Exercise goal:
Which lines in the data below contain the word "TimedOut"? Pull each of them out.

Stored data
####

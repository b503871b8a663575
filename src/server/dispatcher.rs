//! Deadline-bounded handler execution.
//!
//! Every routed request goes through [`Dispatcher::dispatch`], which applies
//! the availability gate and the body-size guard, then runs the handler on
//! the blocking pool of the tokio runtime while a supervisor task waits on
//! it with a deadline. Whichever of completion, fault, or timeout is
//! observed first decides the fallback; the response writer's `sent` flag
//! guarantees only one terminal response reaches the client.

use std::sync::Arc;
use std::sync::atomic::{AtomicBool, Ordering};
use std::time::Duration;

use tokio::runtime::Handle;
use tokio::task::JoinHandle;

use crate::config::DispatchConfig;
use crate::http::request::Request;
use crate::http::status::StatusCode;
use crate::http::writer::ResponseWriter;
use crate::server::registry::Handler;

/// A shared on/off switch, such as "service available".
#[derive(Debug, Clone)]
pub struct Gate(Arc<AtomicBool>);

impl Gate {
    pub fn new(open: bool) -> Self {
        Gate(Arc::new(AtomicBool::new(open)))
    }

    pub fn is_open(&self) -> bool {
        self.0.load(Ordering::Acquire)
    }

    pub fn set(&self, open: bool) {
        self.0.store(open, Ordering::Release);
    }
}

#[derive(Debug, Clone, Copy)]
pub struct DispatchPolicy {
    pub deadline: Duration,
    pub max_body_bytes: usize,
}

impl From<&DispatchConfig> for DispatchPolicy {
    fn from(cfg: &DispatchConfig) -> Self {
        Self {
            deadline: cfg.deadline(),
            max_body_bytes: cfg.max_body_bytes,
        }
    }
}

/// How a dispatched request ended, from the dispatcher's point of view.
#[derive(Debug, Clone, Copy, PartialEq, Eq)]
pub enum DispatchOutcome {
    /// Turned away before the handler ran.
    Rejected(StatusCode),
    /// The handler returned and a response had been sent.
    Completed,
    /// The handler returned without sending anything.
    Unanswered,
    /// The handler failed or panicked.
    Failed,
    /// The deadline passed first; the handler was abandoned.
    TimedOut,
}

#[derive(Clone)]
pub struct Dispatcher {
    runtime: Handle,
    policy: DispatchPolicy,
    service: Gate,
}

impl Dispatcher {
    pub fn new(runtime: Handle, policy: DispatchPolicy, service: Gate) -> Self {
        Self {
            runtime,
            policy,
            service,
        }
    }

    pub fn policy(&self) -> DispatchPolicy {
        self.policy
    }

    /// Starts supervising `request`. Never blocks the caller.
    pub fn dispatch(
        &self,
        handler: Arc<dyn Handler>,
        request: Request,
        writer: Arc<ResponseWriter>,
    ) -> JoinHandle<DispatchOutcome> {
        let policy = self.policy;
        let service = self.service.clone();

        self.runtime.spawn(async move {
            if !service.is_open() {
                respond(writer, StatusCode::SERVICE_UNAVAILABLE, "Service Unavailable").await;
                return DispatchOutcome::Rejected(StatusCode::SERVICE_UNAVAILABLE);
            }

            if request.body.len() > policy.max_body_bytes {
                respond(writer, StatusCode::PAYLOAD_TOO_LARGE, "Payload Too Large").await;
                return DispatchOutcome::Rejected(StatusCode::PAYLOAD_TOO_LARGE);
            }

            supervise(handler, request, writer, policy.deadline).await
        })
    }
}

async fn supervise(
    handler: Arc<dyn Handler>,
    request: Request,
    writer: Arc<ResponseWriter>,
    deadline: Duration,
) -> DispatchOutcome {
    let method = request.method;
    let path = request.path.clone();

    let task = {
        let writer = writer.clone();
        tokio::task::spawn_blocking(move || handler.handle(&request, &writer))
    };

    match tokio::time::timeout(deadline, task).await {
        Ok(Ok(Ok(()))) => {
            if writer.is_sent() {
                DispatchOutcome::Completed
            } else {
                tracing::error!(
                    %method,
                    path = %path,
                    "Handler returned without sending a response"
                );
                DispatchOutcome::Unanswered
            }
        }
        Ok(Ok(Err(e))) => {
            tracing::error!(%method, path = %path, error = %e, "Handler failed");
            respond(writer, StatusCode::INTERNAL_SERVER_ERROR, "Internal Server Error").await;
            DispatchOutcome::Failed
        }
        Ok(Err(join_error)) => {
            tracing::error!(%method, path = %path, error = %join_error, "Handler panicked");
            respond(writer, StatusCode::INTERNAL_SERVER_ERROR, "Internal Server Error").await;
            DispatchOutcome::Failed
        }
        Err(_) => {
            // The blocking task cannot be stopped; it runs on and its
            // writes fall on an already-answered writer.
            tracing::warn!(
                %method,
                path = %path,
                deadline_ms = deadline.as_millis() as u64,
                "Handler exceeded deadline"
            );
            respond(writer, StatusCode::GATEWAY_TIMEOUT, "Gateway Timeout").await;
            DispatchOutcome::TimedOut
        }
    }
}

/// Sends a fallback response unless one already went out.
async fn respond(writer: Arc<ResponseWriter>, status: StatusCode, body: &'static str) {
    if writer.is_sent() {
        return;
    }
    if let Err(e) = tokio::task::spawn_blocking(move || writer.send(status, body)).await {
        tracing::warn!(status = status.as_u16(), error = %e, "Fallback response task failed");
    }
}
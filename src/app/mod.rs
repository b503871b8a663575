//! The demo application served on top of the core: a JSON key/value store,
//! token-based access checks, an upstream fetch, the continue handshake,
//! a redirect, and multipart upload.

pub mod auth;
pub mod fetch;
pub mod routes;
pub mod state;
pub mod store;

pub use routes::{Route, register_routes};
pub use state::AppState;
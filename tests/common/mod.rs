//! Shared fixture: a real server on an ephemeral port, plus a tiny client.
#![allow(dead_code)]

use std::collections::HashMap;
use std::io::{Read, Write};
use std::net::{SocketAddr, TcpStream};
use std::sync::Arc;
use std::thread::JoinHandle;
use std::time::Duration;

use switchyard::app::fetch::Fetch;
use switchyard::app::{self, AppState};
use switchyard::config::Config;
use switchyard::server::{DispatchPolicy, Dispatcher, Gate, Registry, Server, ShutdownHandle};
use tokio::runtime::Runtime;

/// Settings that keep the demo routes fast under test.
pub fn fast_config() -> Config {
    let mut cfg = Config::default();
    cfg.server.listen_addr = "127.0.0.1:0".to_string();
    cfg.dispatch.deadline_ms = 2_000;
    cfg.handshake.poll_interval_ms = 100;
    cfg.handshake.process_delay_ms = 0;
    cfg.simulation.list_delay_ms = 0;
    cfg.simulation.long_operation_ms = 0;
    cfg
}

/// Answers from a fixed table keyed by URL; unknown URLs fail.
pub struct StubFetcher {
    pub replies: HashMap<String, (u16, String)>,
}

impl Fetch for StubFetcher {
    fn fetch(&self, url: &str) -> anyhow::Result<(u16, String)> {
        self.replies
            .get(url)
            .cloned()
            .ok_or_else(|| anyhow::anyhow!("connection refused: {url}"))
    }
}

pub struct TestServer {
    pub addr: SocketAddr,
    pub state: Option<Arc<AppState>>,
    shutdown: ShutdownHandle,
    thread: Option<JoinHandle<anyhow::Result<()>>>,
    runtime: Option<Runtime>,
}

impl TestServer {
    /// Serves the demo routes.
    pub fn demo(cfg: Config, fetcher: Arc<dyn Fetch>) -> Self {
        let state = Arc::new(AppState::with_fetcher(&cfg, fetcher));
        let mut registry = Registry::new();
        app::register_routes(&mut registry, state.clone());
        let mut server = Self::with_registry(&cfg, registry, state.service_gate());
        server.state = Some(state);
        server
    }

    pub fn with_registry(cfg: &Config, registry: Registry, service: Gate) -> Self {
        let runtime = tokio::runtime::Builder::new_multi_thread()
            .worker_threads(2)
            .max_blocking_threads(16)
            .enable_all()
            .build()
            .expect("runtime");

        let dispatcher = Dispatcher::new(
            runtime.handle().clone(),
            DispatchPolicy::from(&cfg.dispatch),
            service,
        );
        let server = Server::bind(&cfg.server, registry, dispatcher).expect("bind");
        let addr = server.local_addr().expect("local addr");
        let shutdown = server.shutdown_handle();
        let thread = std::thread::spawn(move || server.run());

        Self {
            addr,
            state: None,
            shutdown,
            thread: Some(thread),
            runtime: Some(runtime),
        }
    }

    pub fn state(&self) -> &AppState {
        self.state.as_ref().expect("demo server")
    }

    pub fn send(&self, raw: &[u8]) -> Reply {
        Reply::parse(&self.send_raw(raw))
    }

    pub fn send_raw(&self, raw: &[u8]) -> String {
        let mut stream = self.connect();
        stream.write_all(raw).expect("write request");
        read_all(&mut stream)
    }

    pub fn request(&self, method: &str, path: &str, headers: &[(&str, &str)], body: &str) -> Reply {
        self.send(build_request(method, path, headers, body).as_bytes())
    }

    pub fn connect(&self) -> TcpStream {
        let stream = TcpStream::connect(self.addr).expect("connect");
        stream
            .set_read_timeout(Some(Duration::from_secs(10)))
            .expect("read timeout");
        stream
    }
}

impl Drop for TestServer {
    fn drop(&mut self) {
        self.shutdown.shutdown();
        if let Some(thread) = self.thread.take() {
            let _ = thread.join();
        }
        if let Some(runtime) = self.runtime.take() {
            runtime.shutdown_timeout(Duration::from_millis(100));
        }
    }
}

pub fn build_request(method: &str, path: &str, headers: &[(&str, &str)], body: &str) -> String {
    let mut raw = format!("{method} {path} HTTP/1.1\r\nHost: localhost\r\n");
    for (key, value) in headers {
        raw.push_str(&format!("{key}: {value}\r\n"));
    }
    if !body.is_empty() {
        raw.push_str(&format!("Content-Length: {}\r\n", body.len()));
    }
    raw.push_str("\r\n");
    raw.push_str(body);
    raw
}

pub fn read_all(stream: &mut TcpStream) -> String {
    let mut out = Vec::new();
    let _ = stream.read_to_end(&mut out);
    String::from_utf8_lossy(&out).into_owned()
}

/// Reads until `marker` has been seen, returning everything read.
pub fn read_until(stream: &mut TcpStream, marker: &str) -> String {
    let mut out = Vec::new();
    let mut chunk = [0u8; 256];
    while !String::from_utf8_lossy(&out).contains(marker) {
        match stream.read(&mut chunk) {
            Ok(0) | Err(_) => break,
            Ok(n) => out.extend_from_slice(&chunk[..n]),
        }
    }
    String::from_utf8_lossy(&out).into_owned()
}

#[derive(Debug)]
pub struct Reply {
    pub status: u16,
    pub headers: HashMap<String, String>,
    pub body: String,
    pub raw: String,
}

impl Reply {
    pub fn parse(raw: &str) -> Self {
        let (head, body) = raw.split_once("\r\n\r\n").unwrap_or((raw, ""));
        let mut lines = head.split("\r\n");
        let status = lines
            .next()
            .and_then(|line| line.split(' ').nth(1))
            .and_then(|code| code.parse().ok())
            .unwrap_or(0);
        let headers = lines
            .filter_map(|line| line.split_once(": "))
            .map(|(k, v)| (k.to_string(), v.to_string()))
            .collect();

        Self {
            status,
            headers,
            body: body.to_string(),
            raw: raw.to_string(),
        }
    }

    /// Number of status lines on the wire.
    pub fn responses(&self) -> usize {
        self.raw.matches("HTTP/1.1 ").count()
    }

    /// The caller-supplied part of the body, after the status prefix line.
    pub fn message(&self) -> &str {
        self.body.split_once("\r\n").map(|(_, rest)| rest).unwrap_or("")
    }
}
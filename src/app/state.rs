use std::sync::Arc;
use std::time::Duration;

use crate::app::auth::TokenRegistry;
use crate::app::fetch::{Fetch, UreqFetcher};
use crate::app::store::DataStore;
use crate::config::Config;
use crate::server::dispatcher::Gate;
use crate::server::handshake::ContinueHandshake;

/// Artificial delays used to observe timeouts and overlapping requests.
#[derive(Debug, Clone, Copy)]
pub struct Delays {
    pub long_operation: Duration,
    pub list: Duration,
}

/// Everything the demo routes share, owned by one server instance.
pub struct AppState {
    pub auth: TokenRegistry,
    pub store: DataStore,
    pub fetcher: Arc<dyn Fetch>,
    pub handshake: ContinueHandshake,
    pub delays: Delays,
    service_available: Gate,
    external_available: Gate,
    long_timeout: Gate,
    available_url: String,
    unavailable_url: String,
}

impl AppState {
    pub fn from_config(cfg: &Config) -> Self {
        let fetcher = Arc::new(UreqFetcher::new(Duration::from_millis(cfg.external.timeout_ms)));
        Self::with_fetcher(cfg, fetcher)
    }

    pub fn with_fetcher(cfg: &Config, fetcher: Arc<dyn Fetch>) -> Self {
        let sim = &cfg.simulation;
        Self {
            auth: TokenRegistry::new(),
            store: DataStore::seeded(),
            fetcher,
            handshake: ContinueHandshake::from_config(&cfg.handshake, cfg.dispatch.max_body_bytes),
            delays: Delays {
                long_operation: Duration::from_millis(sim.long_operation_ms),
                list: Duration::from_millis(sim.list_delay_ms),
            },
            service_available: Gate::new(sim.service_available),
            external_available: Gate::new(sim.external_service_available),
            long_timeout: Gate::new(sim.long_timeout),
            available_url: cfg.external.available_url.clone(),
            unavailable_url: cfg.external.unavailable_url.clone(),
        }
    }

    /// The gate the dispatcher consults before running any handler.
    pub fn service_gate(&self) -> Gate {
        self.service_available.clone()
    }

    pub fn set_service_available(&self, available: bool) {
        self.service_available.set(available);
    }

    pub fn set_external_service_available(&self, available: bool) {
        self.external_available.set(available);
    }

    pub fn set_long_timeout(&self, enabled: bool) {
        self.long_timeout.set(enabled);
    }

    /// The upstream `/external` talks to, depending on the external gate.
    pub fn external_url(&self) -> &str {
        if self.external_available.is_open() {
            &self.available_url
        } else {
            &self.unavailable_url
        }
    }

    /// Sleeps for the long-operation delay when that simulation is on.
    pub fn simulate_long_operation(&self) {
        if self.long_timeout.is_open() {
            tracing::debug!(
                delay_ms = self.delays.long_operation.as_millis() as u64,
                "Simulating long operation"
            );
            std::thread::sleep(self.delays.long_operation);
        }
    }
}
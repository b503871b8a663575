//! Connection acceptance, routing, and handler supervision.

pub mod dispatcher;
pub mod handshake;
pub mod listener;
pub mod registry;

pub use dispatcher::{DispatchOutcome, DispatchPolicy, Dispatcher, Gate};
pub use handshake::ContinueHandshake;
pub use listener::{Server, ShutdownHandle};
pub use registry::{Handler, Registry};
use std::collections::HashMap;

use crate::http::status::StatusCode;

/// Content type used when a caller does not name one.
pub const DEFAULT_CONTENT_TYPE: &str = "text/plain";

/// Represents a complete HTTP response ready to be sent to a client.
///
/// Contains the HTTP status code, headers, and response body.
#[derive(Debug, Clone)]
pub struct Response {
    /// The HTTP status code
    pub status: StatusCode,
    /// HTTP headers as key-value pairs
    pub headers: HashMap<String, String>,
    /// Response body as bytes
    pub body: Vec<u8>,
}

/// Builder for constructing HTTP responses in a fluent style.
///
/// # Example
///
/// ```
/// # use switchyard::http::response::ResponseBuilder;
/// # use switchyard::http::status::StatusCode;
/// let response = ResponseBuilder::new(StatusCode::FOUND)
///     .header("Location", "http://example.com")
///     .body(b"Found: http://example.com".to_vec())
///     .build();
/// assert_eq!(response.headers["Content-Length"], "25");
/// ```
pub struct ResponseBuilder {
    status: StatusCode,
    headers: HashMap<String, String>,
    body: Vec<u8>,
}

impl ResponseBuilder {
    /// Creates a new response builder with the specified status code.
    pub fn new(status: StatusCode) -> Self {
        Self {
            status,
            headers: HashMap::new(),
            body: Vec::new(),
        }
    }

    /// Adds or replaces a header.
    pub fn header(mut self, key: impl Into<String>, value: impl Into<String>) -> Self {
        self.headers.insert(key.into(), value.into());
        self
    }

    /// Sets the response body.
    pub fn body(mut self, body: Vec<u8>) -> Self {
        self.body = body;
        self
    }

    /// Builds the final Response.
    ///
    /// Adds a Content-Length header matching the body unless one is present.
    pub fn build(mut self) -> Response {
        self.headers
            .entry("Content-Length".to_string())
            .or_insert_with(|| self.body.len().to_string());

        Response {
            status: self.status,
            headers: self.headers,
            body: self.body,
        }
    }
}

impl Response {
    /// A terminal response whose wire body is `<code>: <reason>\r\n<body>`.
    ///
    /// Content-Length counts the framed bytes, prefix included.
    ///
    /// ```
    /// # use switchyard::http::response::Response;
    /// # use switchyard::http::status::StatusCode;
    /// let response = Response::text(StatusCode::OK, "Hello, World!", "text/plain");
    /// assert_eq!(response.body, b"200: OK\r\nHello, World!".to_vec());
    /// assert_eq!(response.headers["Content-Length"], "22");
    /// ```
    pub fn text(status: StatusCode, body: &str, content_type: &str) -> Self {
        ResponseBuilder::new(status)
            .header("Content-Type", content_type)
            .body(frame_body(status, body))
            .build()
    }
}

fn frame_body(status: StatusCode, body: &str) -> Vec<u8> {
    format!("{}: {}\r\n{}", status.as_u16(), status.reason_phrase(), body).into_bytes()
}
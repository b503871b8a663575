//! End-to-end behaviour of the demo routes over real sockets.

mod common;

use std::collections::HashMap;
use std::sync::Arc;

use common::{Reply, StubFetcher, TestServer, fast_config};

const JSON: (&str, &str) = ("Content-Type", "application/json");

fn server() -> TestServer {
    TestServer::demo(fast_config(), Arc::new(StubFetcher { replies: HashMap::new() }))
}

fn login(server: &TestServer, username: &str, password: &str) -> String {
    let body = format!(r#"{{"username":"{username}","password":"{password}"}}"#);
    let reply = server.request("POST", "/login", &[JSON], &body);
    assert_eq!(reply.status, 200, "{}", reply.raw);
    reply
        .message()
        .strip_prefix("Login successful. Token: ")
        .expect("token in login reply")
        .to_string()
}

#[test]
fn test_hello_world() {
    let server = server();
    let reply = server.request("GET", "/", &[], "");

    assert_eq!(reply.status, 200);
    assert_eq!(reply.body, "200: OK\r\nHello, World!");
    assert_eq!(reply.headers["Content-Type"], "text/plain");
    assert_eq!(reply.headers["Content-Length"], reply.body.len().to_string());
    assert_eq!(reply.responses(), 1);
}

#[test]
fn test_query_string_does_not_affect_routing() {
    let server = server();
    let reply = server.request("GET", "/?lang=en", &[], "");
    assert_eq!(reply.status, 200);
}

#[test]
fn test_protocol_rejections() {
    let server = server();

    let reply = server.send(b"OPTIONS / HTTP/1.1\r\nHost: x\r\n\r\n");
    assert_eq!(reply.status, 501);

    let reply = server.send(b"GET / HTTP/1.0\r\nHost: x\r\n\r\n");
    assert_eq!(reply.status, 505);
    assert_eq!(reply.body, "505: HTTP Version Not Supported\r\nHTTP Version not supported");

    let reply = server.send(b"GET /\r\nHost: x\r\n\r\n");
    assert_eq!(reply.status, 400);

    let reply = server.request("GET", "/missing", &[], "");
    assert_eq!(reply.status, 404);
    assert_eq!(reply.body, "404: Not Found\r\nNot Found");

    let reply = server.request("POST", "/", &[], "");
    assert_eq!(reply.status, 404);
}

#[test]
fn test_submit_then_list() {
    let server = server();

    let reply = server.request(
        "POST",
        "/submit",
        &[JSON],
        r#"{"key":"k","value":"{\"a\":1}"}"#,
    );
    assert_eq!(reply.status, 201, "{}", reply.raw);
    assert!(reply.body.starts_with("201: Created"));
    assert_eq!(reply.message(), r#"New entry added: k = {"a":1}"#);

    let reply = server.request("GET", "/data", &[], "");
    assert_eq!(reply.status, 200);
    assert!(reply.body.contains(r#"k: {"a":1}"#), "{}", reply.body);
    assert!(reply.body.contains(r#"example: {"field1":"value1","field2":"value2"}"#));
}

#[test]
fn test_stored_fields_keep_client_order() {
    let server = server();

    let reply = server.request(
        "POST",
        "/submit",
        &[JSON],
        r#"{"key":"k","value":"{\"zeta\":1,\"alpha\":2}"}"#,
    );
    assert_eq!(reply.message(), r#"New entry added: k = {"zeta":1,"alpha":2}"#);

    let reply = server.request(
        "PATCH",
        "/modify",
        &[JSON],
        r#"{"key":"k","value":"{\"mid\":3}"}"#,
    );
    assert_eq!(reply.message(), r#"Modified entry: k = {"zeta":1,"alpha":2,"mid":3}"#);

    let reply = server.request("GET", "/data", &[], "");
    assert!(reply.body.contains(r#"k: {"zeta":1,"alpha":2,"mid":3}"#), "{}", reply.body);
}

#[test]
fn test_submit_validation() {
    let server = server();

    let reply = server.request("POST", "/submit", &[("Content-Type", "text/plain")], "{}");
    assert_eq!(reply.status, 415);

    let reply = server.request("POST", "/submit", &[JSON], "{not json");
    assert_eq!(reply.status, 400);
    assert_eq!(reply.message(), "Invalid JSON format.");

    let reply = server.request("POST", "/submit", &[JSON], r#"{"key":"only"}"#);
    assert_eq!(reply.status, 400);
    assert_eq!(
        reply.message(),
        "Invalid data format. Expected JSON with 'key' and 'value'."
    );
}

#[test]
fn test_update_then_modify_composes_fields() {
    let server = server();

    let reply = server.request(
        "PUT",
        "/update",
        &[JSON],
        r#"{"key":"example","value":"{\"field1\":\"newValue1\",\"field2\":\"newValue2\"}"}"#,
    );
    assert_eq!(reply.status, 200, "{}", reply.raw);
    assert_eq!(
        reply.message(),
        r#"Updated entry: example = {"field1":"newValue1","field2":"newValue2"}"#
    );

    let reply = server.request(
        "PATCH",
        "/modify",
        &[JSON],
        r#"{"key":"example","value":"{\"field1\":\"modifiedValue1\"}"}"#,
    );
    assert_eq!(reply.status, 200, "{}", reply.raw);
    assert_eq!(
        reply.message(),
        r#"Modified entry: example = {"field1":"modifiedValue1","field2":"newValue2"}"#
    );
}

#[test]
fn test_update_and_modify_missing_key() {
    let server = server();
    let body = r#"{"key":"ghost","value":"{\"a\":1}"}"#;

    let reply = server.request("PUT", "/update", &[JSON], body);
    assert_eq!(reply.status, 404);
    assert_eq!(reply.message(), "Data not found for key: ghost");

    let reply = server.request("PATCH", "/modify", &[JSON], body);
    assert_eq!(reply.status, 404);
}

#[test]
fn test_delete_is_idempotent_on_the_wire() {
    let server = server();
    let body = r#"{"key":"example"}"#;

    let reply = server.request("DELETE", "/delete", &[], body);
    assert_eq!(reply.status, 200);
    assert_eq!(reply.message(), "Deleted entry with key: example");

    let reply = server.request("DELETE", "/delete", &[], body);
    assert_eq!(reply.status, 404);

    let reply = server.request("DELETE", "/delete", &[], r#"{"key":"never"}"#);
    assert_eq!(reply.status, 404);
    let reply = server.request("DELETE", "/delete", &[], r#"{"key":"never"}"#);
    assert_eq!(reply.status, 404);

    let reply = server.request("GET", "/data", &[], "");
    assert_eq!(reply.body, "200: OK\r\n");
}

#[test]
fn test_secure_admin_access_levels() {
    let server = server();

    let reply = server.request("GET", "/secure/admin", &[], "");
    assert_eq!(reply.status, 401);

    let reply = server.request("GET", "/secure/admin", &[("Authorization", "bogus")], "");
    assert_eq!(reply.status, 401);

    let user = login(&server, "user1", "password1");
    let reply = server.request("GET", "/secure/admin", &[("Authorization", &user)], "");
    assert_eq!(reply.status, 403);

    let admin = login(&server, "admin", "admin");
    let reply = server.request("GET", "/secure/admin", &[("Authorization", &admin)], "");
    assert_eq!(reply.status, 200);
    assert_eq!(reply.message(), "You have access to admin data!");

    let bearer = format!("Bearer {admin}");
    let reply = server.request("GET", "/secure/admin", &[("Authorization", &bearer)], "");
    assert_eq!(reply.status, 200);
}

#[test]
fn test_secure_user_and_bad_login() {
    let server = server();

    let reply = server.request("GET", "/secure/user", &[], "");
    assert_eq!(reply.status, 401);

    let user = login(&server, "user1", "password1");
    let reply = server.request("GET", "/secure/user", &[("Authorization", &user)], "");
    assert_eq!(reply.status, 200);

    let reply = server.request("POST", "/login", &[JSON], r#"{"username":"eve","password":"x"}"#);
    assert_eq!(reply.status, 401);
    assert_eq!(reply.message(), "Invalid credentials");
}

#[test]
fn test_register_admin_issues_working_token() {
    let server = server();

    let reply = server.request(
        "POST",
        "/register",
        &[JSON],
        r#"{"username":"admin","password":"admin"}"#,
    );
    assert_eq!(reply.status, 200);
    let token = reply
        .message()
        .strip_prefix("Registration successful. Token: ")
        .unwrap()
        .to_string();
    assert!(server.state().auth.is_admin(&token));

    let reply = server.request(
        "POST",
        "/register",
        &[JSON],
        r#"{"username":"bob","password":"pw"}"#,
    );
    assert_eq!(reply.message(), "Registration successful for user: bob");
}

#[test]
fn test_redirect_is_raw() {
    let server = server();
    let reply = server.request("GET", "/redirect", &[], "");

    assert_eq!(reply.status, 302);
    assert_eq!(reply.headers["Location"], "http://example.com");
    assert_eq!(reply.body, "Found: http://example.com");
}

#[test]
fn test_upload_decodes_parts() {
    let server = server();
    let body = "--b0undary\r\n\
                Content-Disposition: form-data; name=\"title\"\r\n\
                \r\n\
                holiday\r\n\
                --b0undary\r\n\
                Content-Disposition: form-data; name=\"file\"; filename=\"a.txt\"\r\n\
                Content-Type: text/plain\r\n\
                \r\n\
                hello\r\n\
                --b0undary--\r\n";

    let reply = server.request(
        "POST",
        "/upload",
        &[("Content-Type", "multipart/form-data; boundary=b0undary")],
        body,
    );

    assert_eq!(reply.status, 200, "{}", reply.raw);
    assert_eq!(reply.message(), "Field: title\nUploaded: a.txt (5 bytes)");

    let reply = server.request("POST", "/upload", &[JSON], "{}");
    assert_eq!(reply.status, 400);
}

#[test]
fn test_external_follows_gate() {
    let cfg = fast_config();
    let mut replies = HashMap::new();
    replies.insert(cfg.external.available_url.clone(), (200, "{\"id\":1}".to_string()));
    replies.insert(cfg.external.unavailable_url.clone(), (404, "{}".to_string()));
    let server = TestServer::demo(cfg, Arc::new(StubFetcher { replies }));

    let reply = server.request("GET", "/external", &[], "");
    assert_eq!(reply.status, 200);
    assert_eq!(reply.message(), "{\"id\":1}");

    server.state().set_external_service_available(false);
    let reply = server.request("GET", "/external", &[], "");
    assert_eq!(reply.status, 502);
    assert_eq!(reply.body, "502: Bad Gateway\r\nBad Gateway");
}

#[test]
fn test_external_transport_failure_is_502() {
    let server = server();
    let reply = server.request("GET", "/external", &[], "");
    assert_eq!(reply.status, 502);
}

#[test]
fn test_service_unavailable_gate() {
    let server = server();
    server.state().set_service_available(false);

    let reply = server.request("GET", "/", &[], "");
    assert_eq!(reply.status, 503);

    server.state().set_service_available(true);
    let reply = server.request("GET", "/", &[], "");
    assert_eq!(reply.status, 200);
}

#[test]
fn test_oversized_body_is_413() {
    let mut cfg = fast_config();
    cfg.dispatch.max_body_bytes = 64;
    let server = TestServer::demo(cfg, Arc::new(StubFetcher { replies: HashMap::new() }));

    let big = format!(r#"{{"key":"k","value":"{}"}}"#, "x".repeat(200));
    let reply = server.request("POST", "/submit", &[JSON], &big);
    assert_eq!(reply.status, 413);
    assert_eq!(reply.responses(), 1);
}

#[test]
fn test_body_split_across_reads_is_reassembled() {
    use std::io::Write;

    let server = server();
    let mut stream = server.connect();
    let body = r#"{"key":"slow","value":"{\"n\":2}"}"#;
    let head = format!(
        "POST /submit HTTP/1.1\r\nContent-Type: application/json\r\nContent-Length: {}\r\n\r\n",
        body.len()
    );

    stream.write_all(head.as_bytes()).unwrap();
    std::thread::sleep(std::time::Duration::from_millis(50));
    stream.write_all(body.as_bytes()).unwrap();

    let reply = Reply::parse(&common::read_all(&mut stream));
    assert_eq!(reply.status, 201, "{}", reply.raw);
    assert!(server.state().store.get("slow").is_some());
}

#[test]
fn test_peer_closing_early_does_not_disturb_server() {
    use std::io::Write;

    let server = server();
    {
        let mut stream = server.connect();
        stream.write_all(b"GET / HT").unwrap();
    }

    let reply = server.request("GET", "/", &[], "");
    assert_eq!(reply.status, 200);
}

####

The answer:
    TimedOut,
            DispatchOutcome::TimedOut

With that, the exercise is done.